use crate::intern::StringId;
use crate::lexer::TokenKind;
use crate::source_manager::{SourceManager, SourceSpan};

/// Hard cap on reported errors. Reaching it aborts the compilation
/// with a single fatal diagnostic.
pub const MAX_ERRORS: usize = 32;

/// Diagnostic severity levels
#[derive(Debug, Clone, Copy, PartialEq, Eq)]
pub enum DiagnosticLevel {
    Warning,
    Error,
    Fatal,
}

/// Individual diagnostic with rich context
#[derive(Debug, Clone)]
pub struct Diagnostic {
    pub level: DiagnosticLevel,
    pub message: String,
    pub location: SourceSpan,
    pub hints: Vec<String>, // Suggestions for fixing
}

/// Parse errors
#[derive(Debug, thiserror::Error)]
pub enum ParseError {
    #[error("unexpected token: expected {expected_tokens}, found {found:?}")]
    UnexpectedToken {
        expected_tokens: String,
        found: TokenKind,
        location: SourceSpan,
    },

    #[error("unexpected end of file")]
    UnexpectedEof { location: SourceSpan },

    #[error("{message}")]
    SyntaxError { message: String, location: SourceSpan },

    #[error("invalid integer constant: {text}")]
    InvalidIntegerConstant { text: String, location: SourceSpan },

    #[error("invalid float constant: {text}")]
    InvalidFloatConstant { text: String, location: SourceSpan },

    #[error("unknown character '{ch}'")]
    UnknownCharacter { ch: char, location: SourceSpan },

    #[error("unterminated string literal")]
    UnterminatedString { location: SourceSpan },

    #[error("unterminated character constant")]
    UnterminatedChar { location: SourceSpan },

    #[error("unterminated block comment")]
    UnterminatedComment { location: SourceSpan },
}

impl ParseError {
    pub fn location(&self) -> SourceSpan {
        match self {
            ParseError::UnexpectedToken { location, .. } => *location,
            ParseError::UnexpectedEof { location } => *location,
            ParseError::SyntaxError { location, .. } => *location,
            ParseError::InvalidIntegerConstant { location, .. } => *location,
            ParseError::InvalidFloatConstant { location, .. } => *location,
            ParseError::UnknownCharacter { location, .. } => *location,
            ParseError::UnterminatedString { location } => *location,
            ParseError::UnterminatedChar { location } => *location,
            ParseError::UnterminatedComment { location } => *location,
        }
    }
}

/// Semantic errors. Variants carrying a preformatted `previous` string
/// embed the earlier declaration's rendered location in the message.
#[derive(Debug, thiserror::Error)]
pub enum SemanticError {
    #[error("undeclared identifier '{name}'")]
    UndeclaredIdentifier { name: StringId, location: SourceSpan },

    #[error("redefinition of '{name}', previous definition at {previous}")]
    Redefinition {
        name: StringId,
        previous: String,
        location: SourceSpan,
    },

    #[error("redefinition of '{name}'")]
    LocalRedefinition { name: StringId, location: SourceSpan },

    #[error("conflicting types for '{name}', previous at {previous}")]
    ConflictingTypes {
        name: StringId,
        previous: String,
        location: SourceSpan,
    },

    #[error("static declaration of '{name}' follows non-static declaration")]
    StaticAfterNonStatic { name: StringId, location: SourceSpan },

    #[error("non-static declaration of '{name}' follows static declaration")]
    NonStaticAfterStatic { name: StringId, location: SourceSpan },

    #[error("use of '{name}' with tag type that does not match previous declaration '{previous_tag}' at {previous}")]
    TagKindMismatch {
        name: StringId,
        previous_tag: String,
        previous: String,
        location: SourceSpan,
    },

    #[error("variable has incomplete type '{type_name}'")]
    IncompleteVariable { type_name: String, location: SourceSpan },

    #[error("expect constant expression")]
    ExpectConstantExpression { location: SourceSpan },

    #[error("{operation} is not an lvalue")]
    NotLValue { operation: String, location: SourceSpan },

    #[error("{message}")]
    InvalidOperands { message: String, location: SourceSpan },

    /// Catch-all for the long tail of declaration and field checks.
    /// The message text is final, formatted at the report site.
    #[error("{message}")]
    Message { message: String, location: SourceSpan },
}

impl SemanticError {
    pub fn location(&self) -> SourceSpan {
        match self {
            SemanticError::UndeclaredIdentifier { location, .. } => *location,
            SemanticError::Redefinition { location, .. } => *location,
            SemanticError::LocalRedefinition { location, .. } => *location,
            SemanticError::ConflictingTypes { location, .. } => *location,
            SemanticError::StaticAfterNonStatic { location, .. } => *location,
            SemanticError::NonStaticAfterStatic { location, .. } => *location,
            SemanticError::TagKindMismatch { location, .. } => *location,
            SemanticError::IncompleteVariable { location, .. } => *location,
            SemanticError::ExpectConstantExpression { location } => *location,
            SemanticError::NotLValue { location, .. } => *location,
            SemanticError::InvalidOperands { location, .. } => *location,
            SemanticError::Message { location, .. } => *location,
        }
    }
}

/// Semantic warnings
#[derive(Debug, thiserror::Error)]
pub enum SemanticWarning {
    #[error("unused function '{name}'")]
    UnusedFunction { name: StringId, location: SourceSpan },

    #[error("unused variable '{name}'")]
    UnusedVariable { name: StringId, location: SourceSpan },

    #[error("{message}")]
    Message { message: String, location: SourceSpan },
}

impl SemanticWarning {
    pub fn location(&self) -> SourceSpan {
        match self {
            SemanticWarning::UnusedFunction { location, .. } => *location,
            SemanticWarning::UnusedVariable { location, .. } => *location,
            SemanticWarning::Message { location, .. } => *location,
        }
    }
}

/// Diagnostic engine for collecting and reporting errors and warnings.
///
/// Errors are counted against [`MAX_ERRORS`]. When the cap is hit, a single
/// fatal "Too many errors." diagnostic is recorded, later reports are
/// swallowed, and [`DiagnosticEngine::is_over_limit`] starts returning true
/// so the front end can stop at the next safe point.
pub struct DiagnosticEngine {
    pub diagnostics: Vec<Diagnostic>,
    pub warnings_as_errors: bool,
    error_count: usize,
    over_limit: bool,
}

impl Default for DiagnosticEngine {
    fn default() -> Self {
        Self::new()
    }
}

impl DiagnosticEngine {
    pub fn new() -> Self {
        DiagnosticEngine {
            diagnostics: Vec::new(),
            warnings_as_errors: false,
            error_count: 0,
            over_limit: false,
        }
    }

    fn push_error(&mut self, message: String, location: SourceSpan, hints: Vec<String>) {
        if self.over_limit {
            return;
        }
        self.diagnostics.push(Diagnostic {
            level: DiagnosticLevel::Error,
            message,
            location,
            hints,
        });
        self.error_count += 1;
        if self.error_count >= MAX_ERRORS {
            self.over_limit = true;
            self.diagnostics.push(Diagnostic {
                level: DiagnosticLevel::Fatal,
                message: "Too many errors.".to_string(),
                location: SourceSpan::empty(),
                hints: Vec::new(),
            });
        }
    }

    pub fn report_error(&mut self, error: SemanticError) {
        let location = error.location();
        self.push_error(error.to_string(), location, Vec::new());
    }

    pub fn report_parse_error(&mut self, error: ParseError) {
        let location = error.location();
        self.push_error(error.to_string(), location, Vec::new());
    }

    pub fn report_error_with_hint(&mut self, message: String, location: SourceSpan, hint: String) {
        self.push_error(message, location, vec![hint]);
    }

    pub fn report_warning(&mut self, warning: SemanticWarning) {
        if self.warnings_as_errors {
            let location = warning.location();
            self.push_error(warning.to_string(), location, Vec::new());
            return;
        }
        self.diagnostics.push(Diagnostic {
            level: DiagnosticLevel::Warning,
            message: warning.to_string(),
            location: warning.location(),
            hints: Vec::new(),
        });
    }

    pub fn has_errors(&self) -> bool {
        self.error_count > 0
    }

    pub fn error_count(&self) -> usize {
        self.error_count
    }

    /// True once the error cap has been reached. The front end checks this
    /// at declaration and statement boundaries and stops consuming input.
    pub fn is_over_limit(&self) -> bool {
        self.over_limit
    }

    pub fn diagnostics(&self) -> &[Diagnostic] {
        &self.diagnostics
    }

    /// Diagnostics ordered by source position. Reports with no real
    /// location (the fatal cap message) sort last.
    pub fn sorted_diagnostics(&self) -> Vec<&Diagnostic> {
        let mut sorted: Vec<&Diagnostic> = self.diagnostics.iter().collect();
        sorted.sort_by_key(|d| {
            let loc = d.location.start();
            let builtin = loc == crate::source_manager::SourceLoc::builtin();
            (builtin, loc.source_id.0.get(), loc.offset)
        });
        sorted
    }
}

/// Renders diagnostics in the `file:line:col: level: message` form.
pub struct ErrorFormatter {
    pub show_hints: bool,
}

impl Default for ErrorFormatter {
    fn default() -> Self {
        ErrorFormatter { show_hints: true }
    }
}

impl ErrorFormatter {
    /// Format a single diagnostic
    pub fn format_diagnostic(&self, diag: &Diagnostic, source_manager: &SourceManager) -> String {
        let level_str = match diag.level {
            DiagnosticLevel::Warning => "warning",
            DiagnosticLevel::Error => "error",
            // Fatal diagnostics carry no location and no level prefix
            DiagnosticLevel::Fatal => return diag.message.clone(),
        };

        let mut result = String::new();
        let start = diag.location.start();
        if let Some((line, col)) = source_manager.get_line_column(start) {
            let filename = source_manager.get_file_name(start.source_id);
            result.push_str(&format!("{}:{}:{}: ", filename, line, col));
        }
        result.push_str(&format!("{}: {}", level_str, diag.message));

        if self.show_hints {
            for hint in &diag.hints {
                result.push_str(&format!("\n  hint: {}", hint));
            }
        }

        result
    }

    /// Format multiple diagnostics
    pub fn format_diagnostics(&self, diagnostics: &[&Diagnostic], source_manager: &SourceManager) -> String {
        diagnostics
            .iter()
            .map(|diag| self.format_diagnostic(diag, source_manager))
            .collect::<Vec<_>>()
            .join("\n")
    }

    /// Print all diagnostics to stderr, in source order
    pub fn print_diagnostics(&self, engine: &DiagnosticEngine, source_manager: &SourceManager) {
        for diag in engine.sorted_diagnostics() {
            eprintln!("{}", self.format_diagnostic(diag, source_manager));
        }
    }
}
^^^^^^^^^^^^^^^^
→ What needs to be done
Start at the first line of the data above. Stop after the line containing "Diagnostic severity levels", reproducing each line exactly and adding nothing.

→ Answer box
use crate::intern::StringId;
use crate::lexer::TokenKind;
use crate::source_manager::{SourceManager, SourceSpan};

/// Hard cap on reported errors. Reaching it aborts the compilation
/// with a single fatal diagnostic.
pub const MAX_ERRORS: usize = 32;

/// Diagnostic severity levels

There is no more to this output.